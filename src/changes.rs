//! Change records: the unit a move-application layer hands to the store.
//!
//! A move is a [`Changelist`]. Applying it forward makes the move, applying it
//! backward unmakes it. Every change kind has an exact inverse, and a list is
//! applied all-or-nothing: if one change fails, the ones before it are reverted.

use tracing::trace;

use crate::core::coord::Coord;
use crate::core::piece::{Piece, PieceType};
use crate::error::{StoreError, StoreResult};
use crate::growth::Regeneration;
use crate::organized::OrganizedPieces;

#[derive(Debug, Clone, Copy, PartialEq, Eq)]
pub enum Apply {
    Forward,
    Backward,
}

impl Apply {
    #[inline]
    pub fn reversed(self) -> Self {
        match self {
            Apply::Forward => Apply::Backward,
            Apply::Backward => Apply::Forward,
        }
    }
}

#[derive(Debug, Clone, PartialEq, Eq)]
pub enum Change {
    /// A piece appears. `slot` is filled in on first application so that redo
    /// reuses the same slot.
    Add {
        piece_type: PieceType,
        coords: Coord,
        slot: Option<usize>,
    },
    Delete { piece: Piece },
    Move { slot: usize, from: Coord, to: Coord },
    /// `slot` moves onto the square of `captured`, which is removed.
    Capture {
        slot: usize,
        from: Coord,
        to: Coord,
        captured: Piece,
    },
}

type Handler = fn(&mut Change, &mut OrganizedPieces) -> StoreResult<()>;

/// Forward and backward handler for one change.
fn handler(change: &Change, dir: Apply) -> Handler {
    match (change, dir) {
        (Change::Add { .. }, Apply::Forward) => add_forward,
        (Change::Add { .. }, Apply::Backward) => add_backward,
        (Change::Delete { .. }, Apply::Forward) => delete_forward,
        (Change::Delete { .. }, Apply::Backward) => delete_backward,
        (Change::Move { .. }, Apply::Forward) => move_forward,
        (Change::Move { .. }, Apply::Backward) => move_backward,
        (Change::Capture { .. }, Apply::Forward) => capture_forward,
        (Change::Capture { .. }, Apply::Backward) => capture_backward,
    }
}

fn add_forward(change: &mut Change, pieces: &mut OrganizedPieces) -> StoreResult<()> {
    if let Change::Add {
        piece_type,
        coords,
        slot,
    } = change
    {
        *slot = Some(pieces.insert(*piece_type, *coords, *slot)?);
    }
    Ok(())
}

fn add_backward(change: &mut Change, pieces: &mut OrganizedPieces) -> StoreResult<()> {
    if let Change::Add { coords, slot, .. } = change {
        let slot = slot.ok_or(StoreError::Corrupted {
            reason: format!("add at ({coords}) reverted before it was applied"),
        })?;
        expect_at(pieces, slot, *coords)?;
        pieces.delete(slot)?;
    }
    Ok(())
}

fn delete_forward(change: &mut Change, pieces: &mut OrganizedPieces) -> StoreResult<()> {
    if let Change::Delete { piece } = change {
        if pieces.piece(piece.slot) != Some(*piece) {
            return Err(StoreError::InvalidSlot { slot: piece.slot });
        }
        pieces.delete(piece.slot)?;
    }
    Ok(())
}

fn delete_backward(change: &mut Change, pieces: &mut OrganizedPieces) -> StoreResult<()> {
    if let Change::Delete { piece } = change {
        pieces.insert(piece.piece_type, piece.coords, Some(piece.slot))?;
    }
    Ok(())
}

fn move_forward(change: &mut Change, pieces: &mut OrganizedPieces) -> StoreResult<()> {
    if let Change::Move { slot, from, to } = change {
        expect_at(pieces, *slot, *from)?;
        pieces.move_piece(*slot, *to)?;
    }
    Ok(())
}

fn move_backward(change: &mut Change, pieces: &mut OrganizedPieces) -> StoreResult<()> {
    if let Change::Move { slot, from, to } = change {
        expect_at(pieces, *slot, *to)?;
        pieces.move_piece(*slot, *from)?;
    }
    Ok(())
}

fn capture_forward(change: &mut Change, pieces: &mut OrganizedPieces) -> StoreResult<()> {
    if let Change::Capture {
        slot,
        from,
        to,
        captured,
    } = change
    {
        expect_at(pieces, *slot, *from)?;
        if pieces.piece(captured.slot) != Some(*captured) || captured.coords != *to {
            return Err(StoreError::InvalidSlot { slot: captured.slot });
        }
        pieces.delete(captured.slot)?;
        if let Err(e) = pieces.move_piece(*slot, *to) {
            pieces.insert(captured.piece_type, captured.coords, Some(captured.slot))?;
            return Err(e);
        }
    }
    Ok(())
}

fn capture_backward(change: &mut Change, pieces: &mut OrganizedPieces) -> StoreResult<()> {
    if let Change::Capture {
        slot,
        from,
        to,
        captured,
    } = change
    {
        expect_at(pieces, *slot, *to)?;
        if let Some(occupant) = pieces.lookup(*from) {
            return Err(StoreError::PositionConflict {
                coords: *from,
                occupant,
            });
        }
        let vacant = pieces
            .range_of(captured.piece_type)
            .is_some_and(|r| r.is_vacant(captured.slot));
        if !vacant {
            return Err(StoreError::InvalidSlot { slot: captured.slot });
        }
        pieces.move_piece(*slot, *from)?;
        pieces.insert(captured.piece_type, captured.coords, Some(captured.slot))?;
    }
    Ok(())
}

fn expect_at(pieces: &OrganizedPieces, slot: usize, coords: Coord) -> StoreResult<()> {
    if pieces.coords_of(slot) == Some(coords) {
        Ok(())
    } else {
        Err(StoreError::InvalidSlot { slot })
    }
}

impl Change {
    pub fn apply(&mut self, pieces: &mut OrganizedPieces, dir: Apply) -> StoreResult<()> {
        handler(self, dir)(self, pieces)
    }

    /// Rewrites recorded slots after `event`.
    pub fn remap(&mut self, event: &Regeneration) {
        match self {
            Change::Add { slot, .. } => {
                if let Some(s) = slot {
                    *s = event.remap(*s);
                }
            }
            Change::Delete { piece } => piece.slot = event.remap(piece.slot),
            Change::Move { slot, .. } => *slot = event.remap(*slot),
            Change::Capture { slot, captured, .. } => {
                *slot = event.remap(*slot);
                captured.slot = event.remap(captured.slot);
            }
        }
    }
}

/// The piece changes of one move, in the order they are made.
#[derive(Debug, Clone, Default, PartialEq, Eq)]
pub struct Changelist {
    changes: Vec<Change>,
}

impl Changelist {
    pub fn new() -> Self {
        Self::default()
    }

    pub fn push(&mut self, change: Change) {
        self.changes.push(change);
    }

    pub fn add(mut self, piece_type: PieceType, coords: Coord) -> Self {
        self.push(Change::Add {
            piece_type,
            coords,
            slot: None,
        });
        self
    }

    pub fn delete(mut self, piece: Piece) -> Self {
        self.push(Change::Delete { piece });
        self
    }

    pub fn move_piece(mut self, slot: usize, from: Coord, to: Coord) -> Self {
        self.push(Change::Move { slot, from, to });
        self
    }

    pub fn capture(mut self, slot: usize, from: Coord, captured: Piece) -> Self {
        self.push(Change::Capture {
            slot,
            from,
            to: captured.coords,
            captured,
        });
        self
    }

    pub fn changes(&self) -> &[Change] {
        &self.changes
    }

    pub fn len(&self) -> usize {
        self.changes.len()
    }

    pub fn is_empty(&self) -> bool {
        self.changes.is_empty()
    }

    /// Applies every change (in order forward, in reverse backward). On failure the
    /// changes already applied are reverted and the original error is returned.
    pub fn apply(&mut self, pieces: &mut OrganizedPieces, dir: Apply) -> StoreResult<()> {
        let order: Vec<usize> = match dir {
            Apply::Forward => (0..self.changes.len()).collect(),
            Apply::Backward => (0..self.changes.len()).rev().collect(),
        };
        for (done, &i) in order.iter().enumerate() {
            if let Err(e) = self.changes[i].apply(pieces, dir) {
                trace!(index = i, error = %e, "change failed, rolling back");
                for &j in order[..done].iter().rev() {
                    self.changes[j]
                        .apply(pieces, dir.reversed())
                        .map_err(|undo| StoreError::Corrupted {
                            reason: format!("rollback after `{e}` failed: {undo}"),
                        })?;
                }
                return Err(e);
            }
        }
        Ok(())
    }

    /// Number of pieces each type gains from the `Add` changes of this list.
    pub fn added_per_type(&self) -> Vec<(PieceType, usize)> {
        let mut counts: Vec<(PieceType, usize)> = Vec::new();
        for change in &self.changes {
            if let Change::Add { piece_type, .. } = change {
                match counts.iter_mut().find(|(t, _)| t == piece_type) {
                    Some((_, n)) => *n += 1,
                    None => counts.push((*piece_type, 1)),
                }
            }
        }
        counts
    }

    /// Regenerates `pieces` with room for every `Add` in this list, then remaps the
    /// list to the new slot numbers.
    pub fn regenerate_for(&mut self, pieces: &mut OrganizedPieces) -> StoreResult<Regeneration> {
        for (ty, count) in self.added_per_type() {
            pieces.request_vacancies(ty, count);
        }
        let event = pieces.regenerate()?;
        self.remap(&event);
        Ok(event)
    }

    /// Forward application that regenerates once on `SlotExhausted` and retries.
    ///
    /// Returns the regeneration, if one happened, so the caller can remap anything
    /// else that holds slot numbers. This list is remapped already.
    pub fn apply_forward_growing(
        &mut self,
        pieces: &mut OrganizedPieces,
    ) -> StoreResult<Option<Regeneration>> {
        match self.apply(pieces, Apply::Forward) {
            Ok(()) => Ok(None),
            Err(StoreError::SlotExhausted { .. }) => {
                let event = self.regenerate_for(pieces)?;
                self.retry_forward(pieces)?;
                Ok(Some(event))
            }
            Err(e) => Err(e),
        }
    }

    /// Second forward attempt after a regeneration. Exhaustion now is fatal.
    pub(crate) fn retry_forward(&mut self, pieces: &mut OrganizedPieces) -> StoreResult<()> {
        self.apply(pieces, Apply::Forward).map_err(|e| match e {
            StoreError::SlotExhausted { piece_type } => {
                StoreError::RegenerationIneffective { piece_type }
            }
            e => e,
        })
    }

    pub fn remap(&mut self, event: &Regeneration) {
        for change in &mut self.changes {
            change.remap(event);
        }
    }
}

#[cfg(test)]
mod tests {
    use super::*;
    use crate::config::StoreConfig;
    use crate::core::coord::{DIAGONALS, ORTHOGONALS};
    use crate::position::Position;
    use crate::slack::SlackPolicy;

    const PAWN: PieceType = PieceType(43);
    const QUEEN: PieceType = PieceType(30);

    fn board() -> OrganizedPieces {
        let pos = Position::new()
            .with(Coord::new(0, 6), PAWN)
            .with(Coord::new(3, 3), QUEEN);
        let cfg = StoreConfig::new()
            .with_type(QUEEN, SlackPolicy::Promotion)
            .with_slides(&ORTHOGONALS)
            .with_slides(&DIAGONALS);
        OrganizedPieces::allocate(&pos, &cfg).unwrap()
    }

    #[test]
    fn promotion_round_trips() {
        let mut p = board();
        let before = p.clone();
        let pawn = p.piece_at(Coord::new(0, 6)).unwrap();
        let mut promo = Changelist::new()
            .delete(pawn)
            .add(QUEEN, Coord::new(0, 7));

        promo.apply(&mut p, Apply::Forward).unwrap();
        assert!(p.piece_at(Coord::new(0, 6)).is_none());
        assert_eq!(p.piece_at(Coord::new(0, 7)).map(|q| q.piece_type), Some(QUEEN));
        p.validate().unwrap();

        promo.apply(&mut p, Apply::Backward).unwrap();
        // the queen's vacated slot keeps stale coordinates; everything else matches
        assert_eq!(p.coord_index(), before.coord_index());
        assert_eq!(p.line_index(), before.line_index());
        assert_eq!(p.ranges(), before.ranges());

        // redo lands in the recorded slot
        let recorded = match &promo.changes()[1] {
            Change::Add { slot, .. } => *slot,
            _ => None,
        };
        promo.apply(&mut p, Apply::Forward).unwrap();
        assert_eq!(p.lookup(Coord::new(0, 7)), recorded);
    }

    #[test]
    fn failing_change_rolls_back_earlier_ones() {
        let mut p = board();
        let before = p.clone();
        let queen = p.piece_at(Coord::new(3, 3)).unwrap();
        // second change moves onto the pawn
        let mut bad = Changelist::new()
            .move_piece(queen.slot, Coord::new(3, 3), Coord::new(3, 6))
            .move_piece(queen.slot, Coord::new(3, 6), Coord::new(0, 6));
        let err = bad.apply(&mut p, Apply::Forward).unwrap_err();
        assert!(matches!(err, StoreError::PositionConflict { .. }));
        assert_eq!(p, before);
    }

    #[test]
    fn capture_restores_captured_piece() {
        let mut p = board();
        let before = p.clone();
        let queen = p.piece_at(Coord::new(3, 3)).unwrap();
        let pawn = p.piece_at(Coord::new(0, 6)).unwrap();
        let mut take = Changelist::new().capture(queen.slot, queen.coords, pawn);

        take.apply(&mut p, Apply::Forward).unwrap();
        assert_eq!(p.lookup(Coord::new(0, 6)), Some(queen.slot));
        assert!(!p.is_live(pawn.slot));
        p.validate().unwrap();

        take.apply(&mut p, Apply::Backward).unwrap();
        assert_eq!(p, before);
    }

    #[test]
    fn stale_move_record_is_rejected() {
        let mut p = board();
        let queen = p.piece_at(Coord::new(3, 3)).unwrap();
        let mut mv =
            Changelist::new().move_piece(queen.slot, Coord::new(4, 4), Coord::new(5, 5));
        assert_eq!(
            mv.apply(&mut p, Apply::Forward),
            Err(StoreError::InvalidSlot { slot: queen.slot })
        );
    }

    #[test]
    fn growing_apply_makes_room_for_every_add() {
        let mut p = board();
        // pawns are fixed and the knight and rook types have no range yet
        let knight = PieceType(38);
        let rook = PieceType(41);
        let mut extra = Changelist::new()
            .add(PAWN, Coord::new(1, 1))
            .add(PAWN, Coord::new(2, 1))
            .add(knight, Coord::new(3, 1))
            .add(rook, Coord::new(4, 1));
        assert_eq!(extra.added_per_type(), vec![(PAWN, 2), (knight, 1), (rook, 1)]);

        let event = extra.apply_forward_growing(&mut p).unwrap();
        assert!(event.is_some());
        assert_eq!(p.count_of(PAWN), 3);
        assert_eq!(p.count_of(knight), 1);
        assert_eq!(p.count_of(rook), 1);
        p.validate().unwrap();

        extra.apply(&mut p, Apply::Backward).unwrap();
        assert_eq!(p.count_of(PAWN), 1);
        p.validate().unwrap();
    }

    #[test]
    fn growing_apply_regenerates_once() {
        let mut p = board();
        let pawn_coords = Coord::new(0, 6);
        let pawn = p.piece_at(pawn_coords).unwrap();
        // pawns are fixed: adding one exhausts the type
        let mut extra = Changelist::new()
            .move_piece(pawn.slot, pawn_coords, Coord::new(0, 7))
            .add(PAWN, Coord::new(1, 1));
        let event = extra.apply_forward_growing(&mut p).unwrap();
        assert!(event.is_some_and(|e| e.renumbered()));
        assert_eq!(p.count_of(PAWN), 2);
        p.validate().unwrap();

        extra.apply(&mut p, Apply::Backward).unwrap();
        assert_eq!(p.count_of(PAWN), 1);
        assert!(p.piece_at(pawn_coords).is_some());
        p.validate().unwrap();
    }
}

=-=-=

● WHAT IS EXPECTED:
From the entries above, give again exactly the lines running from the line with "if pieces.piece(captured.slot) != Some(*captured)" to the line with "if let Some(s)"; include both of those lines.

● TASK ANSWER:
        if pieces.piece(captured.slot) != Some(*captured) || captured.coords != *to {
            return Err(StoreError::InvalidSlot { slot: captured.slot });
        }
        pieces.delete(captured.slot)?;
        if let Err(e) = pieces.move_piece(*slot, *to) {
            pieces.insert(captured.piece_type, captured.coords, Some(captured.slot))?;
            return Err(e);
        }
    }
    Ok(())
}

fn capture_backward(change: &mut Change, pieces: &mut OrganizedPieces) -> StoreResult<()> {
    if let Change::Capture {
        slot,
        from,
        to,
        captured,
    } = change
    {
        expect_at(pieces, *slot, *to)?;
        if let Some(occupant) = pieces.lookup(*from) {
            return Err(StoreError::PositionConflict {
                coords: *from,
                occupant,
            });
        }
        let vacant = pieces
            .range_of(captured.piece_type)
            .is_some_and(|r| r.is_vacant(captured.slot));
        if !vacant {
            return Err(StoreError::InvalidSlot { slot: captured.slot });
        }
        pieces.move_piece(*slot, *from)?;
        pieces.insert(captured.piece_type, captured.coords, Some(captured.slot))?;
    }
    Ok(())
}

fn expect_at(pieces: &OrganizedPieces, slot: usize, coords: Coord) -> StoreResult<()> {
    if pieces.coords_of(slot) == Some(coords) {
        Ok(())
    } else {
        Err(StoreError::InvalidSlot { slot })
    }
}

impl Change {
    pub fn apply(&mut self, pieces: &mut OrganizedPieces, dir: Apply) -> StoreResult<()> {
        handler(self, dir)(self, pieces)
    }

    /// Rewrites recorded slots after `event`.
    pub fn remap(&mut self, event: &Regeneration) {
        match self {
            Change::Add { slot, .. } => {
                if let Some(s) = slot {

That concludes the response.